■ What to produce ■
Print nothing but the lines below starting at the line that holds "geometry: page size" and ending at the line that holds "bytes in the region", including both, each exactly as written.

== Segment start ==

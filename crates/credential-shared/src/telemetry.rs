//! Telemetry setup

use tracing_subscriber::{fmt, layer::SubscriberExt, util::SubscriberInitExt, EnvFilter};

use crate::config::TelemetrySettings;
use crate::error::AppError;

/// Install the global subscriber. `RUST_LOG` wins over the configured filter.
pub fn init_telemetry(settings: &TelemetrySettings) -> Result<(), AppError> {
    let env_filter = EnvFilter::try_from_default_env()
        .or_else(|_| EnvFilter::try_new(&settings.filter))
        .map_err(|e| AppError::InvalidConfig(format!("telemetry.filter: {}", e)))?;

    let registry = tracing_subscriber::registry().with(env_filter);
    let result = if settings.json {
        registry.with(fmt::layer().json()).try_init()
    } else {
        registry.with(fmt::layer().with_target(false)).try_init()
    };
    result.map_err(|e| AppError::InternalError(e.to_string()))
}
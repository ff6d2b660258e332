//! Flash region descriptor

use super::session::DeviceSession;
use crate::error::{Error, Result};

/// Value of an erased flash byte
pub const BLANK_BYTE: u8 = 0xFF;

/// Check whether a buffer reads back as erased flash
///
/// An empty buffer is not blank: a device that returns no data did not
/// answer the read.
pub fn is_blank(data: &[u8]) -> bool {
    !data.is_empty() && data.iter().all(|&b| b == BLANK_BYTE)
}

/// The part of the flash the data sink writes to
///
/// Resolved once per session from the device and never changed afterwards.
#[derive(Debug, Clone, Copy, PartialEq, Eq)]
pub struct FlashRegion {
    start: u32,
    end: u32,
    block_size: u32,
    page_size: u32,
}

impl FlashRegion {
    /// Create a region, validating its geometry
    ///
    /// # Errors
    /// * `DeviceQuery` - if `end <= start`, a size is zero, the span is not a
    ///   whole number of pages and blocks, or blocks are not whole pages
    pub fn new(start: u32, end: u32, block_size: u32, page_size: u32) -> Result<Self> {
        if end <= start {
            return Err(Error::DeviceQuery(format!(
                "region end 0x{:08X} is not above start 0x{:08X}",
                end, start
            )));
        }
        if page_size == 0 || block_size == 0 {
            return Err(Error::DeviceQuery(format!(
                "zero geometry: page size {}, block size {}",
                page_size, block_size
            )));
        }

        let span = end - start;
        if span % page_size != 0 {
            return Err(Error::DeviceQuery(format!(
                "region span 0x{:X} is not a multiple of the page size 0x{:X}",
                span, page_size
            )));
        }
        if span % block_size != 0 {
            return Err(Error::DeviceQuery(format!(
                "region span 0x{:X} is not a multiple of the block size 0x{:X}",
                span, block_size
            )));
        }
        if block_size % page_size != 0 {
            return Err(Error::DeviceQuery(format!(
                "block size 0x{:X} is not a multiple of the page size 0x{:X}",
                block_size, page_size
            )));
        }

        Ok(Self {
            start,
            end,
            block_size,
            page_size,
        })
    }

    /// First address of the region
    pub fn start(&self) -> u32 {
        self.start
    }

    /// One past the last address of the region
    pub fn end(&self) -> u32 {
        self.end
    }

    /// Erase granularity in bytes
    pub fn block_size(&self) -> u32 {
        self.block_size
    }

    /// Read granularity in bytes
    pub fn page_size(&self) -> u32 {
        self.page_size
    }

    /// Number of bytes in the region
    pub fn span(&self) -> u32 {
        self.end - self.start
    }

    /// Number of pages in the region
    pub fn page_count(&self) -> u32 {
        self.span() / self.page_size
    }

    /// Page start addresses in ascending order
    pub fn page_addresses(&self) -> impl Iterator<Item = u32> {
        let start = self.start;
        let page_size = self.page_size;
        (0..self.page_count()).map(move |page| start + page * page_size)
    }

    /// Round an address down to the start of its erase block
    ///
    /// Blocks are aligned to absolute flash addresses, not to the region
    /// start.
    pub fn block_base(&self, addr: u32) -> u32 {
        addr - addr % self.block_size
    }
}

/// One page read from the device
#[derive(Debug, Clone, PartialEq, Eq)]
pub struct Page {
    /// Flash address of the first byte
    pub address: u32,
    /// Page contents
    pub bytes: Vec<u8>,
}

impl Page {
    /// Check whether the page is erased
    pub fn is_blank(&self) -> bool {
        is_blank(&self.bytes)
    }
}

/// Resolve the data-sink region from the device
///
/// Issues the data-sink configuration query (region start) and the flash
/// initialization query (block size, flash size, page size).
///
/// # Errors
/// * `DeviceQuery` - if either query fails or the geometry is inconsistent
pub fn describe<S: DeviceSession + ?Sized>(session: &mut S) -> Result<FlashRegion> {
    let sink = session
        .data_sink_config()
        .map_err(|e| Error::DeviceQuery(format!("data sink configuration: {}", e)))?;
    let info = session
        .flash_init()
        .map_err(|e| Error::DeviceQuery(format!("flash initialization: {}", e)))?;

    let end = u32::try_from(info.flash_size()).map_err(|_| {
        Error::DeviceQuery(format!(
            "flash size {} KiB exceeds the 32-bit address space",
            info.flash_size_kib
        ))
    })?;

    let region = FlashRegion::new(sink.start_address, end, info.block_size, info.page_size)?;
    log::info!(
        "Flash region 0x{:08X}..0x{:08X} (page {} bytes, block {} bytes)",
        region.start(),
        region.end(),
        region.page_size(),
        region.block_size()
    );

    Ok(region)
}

== Segment end ==

■ Response to this task ■
                "zero geometry: page size {}, block size {}",
                page_size, block_size
            )));
        }

        let span = end - start;
        if span % page_size != 0 {
            return Err(Error::DeviceQuery(format!(
                "region span 0x{:X} is not a multiple of the page size 0x{:X}",
                span, page_size
            )));
        }
        if span % block_size != 0 {
            return Err(Error::DeviceQuery(format!(
                "region span 0x{:X} is not a multiple of the block size 0x{:X}",
                span, block_size
            )));
        }
        if block_size % page_size != 0 {
            return Err(Error::DeviceQuery(format!(
                "block size 0x{:X} is not a multiple of the page size 0x{:X}",
                block_size, page_size
            )));
        }

        Ok(Self {
            start,
            end,
            block_size,
            page_size,
        })
    }

    /// First address of the region
    pub fn start(&self) -> u32 {
        self.start
    }

    /// One past the last address of the region
    pub fn end(&self) -> u32 {
        self.end
    }

    /// Erase granularity in bytes
    pub fn block_size(&self) -> u32 {
        self.block_size
    }

    /// Read granularity in bytes
    pub fn page_size(&self) -> u32 {
        self.page_size
    }

    /// Number of bytes in the region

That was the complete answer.